# May TD Entry #10 - Chicken and Shrimp with Smoked Gouda



## walle (Jun 14, 2010)

Well.. another one at then end of the pack! Again - congratulations to this months winners.

My dish used smoked chicken thighs and grilled shrimp over pasta with sundried tomato smoked gouda cheese sauce with parmesan bread sticks baked in the smoker with an italian dipping sauce. Can't say that in 95 characters or less! That's my only [email protected]#$ which I hope is reconsidered going foward...

So.. here is what we are working with



Chicken thighs were marinaded in italian, garlic and mustard over night, then I applied rib rub and smoked over hickory.
Here they are with the sourdough parm breadsticks proofing before going into the smoker



Shrimp was brined in a garlic salt, then skewered and grilled with a little Tony's.
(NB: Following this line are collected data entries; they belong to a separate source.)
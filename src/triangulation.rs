//! End-to-end triangulation of point sets.
//!
//! [`Triangulation`] runs the whole pipeline: sort the points into a simple
//! loop around their lowest-leftmost point, build the two-face mesh, clip the
//! interior and the hull pockets into triangles, legalize, and optionally
//! force the edges of a polygon into the result.

use nalgebra::Point2;
use tracing::{debug, info};

use crate::algo::{
    enforce_edges_by_position, legalize, triangulate_exterior, triangulate_interior, ConstraintOptions,
    ConstraintReport, LegalizeOptions, LegalizeReport,
};
use crate::error::{MeshError, Result};
use crate::geometry::{self, angular_sort};
use crate::mesh::{build_from_loop, HalfEdgeMesh, MeshIndex};

/// Options for the triangulation pipeline.
#[derive(Debug, Clone, Default)]
pub struct TriangulationOptions {
    /// Options for the Delaunay legalization.
    pub legalize: LegalizeOptions,
    /// Options for polygon edge enforcement.
    pub constraints: ConstraintOptions,
}

impl TriangulationOptions {
    /// Set the legalization options.
    pub fn with_legalize(mut self, legalize: LegalizeOptions) -> Self {
        self.legalize = legalize;
        self
    }

    /// Set the constraint options.
    pub fn with_constraints(mut self, constraints: ConstraintOptions) -> Self {
        self.constraints = constraints;
        self
    }
}

/// A triangulated point set, with the reports of the steps that built it.
///
/// The index type bounds the point count: `Triangulation<u16>` takes at most
/// 10923 distinct points, `u32` about 715 million.
#[derive(Debug, Clone)]
pub struct Triangulation<I: MeshIndex = u32> {
    mesh: HalfEdgeMesh<I>,
    legalization: LegalizeReport,
    constraints: Option<ConstraintReport>,
    polygon: Option<Vec<Point2<f64>>>,
}

impl<I: MeshIndex> Triangulation<I> {
    /// Delaunay-triangulate a point set.
    ///
    /// Exact duplicates are merged. A legalization that does not converge is
    /// not an error; check [`legalization`](Self::legalization).
    ///
    /// # Errors
    /// - [`MeshError::InvalidParameter`] if a coordinate is not finite
    /// - [`MeshError::TooFewPoints`] for fewer than 3 distinct points
    /// - [`MeshError::TooManyPoints`] if the mesh would not fit in `I`
    /// - [`MeshError::NoEar`] if all points are collinear
    ///
    /// # Example
    ///
    /// ```
    /// use trellis::{Triangulation, TriangulationOptions};
    /// use nalgebra::Point2;
    ///
    /// let points = [
    ///     Point2::new(0.0, 0.0),
    ///     Point2::new(1.0, 0.0),
    ///     Point2::new(1.0, 1.0),
    ///     Point2::new(0.0, 1.0),
    ///     Point2::new(0.4, 0.6),
    /// ];
    /// let tri: Triangulation = Triangulation::from_points(&points, &TriangulationOptions::default()).unwrap();
    ///
    /// // 2n - h - 2 triangles for n points with h on the hull.
    /// assert_eq!(tri.mesh().num_bounded_faces(), 4);
    /// ```
    pub fn from_points(points: &[Point2<f64>], options: &TriangulationOptions) -> Result<Self> {
        let points = distinct(points)?;
        if points.len() < 3 {
            return Err(MeshError::TooFewPoints { count: points.len() });
        }

        let mut mesh = build_from_loop(&angular_sort(&points))?;
        let interior = triangulate_interior(&mut mesh)?;
        let exterior = triangulate_exterior(&mut mesh)?;
        let legalization = legalize(&mut mesh, &options.legalize);

        info!(
            points = points.len(),
            triangles = mesh.num_bounded_faces(),
            ears = interior.ears + exterior.ears,
            flips = legalization.flips,
            converged = legalization.is_converged(),
            "triangulated point set"
        );

        Ok(Self {
            mesh,
            legalization,
            constraints: None,
            polygon: None,
        })
    }

    /// Triangulate a point set so that every edge of `polygon` is a mesh edge.
    ///
    /// The polygon's vertices are added to the point set if missing. Its
    /// edges are the consecutive vertex pairs, closing edge included.
    ///
    /// # Errors
    /// Everything [`from_points`](Self::from_points) reports, plus
    /// [`MeshError::TooFewPoints`] for a polygon with fewer than 3 vertices and
    /// the errors of [`enforce_edges_by_position`].
    pub fn with_polygon(
        points: &[Point2<f64>],
        polygon: &[Point2<f64>],
        options: &TriangulationOptions,
    ) -> Result<Self> {
        if polygon.len() < 3 {
            return Err(MeshError::TooFewPoints { count: polygon.len() });
        }

        let all: Vec<Point2<f64>> = points.iter().chain(polygon).copied().collect();
        let mut triangulation = Self::from_points(&all, options)?;

        let n = polygon.len();
        let segments: Vec<(Point2<f64>, Point2<f64>)> = (0..n).map(|i| (polygon[i], polygon[(i + 1) % n])).collect();
        let report = enforce_edges_by_position(&mut triangulation.mesh, &segments, &options.constraints)?;
        debug!(
            edges = n,
            inserted = report.inserted,
            flips = report.flips,
            "constrained polygon"
        );

        triangulation.constraints = Some(report);
        triangulation.polygon = Some(polygon.to_vec());
        Ok(triangulation)
    }

    /// The underlying mesh.
    pub fn mesh(&self) -> &HalfEdgeMesh<I> {
        &self.mesh
    }

    /// Mutable access to the mesh, e.g. for [`relax`](crate::algo::relax).
    pub fn mesh_mut(&mut self) -> &mut HalfEdgeMesh<I> {
        &mut self.mesh
    }

    /// Take the mesh, dropping the reports.
    pub fn into_mesh(self) -> HalfEdgeMesh<I> {
        self.mesh
    }

    /// Report of the Delaunay legalization.
    pub fn legalization(&self) -> &LegalizeReport {
        &self.legalization
    }

    /// Report of the polygon edge enforcement, if a polygon was given.
    pub fn constraints(&self) -> Option<&ConstraintReport> {
        self.constraints.as_ref()
    }

    /// The constraining polygon, if any.
    pub fn polygon(&self) -> Option<&[Point2<f64>]> {
        self.polygon.as_deref()
    }

    /// Vertex table and the triangles inside the polygon.
    ///
    /// Without a polygon every triangle is returned.
    pub fn interior_triangles(&self) -> (Vec<Point2<f64>>, Vec<[usize; 3]>) {
        match &self.polygon {
            Some(polygon) => self.mesh.interior_triangles(polygon),
            None => self.mesh.to_face_vertex(),
        }
    }
}

/// Sorted copy of `points` with exact duplicates removed.
fn distinct(points: &[Point2<f64>]) -> Result<Vec<Point2<f64>>> {
    if let Some(bad) = points.iter().find(|p| !(p.x.is_finite() && p.y.is_finite())) {
        return Err(MeshError::invalid_param("points", bad, "coordinates must be finite"));
    }

    let mut sorted = points.to_vec();
    sorted.sort_by(geometry::lexicographic);
    sorted.dedup();
    if sorted.len() < points.len() {
        debug!(duplicates = points.len() - sorted.len(), "merged duplicate points");
    }
    Ok(sorted)
}

#[cfg(test)]
mod tests {
    use super::*;
    use crate::algo::Convergence;

    fn p(x: f64, y: f64) -> Point2<f64> {
        Point2::new(x, y)
    }

    fn grid_points() -> Vec<Point2<f64>> {
        // A 4x4 jittered grid: 16 points, 12 on the hull.
        let mut points = Vec::new();
        for i in 0..4 {
            for j in 0..4 {
                let jitter = if (1..3).contains(&i) && (1..3).contains(&j) {
                    0.1 * (i as f64 - j as f64 + 0.5)
                } else {
                    0.0
                };
                points.push(p(i as f64 + jitter, j as f64 - jitter * 0.5));
            }
        }
        points
    }

    #[test]
    fn test_triangle_count_matches_euler() {
        let points = grid_points();
        let tri: Triangulation = Triangulation::from_points(&points, &TriangulationOptions::default()).unwrap();
        let mesh = tri.mesh();

        let n = points.len();
        let h = mesh.face_degree(mesh.outer_face());
        assert_eq!(h, 12);
        assert_eq!(mesh.num_bounded_faces(), 2 * n - h - 2);
        assert_eq!(mesh.num_edges(), 3 * n - h - 3);
        assert!(mesh.is_valid());
        assert_eq!(tri.legalization().convergence, Convergence::Converged);
        assert!(tri.constraints().is_none());
        assert!(tri.polygon().is_none());
    }

    #[test]
    fn test_duplicates_are_merged() {
        let points = [p(0.0, 0.0), p(1.0, 0.0), p(0.0, 1.0), p(1.0, 0.0), p(0.0, 0.0)];
        let tri: Triangulation = Triangulation::from_points(&points, &TriangulationOptions::default()).unwrap();
        assert_eq!(tri.mesh().num_vertices(), 3);
        assert_eq!(tri.mesh().num_bounded_faces(), 1);
    }

    #[test]
    fn test_too_few_points() {
        let points = [p(0.0, 0.0), p(1.0, 1.0), p(1.0, 1.0)];
        let err = Triangulation::<u32>::from_points(&points, &TriangulationOptions::default()).unwrap_err();
        assert!(matches!(err, MeshError::TooFewPoints { count: 2 }));
    }

    #[test]
    fn test_collinear_points() {
        let points = [p(0.0, 0.0), p(1.0, 1.0), p(2.0, 2.0), p(3.0, 3.0)];
        let err = Triangulation::<u32>::from_points(&points, &TriangulationOptions::default()).unwrap_err();
        assert!(matches!(err, MeshError::NoEar { .. }));
    }

    #[test]
    fn test_three_collinear_points() {
        let points = [p(0.0, 0.0), p(0.0, 3.0), p(0.0, 5.0)];
        let err = Triangulation::<u32>::from_points(&points, &TriangulationOptions::default()).unwrap_err();
        assert!(matches!(err, MeshError::NoEar { .. }));
    }

    #[test]
    fn test_non_finite_points() {
        let points = [p(0.0, 0.0), p(1.0, 0.0), p(f64::NAN, 1.0)];
        let err = Triangulation::<u32>::from_points(&points, &TriangulationOptions::default()).unwrap_err();
        assert!(matches!(err, MeshError::InvalidParameter { name: "points", .. }));
    }

    /// An L-shaped hexagon with a few points inside and outside it.
    fn l_shape() -> (Vec<Point2<f64>>, Vec<Point2<f64>>) {
        let polygon = vec![
            p(0.0, 0.0),
            p(4.0, 0.0),
            p(4.0, 1.5),
            p(1.5, 1.5),
            p(1.5, 4.0),
            p(0.0, 4.0),
        ];
        let points = vec![p(0.7, 0.6), p(2.9, 0.8), p(0.8, 3.1), p(3.2, 3.3), p(2.6, 2.2)];
        (points, polygon)
    }

    #[test]
    fn test_polygon_edges_are_enforced() {
        let (points, polygon) = l_shape();
        let tri: Triangulation =
            Triangulation::with_polygon(&points, &polygon, &TriangulationOptions::default()).unwrap();
        let mesh = tri.mesh();

        assert!(mesh.is_valid());
        for i in 0..polygon.len() {
            let a = mesh.find_vertex(&polygon[i]).unwrap();
            let b = mesh.find_vertex(&polygon[(i + 1) % polygon.len()]).unwrap();
            assert!(mesh.contains_edge(a, b), "missing polygon edge {}", i);
        }
        assert_eq!(tri.polygon(), Some(polygon.as_slice()));
        assert!(tri.constraints().is_some());
    }

    #[test]
    fn test_interior_triangles_cover_polygon() {
        let (points, polygon) = l_shape();
        let tri: Triangulation =
            Triangulation::with_polygon(&points, &polygon, &TriangulationOptions::default()).unwrap();

        let (vertices, triangles) = tri.interior_triangles();
        assert_eq!(vertices.len(), 11);
        assert!(triangles.len() < tri.mesh().num_bounded_faces());

        // The kept triangles tile the L exactly: area 4 * 1.5 + 1.5 * 2.5.
        let area: f64 = triangles
            .iter()
            .map(|&[a, b, c]| geometry::cross(&vertices[a], &vertices[b], &vertices[c]) * 0.5)
            .sum();
        assert!((area - 9.75).abs() < 1e-9);

        // No kept triangle uses the points outside the L.
        let outside = tri.mesh().find_vertex(&p(3.2, 3.3)).unwrap().index();
        assert!(triangles.iter().all(|t| !t.contains(&outside)));
    }

    #[test]
    fn test_small_polygon_is_rejected() {
        let err = Triangulation::<u32>::with_polygon(
            &[p(0.0, 0.0), p(1.0, 0.0), p(0.0, 1.0)],
            &[p(0.0, 0.0), p(1.0, 0.0)],
            &TriangulationOptions::default(),
        )
        .unwrap_err();
        assert!(matches!(err, MeshError::TooFewPoints { count: 2 }));
    }
}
Gouda and sundried tomato getting ready to be turned into sauce



Chicken done and bread in the smoker





A little garlic, onion and sundried tomato waiting for the chopped chicken thighs









Chicken added



And the final dish.



Thanks for checking out my post - had a blast making it and it tasted great!


----------



## richoso1 (Jun 14, 2010)

I can't speak about a throwdown, but you can throw it my way any day!


----------



## mballi3011 (Jun 14, 2010)

Now you talk about going out of the box this months sure did have some out there. You did a great job there Tracey. I like the shrimp for me but then I almost live on seafood around here.


----------



## caveman (Jun 15, 2010)

You should get points just for that sign going through the hell that it did.  LOL.  That was a great looking dish & it is was a pleasure to follow along as you described your process.  Another one for my to do list.  Thank you.


----------



## beer-b-q (Jun 15, 2010)

*Great Dish Tracey...*


----------



## miamirick (Jun 15, 2010)

that was a fine looking plate of shrimp. seafood is my favorite, cant get enough good ideas for it  so i gotta try this one.   this was my #2 pick


----------



## Bearcarver (Jun 15, 2010)

Awesome Tracey----Simply Awesome !!!!!!!
	

	
	
		
		



		
		
	


	





Bear


----------



## meateater (Jun 15, 2010)

Great looking meal. I'd eat a plate or three of that!


----------



## adiochiro3 (Jun 15, 2010)

Nice Q-view!  Looks like it was a real treat.  I've got to try baking in my smoker.  I always tell friends to think of a smoker as an oven with flavor, and I bet it imparts a nice flavor to breads.


----------



## meateater (Jun 15, 2010)

adiochiro3 said:


> Nice Q-view!  Looks like it was a real treat.  I've got to try baking in my smoker.  I always tell friends to think of a smoker as an oven with flavor, and I bet it imparts a nice flavor to breads.


----------



## chefrob (Jun 15, 2010)

job well done on a great dish and i'm with caveman on that sign!


----------



## DougE (Jun 15, 2010)

Tasty looking mess of grub, WALLE. Nicely done !!


----------



## scarbelly (Jun 15, 2010)

Great looking dish- Thanks for sharing the details - great job man - send me some


----------



## walle (Jun 16, 2010)

Quote:


Caveman said:


> You should get points just for that sign going through the hell that it did.  LOL.  That was a great looking dish & it is was a pleasure to follow along as you described your process.  Another one for my to do list.  Thank you.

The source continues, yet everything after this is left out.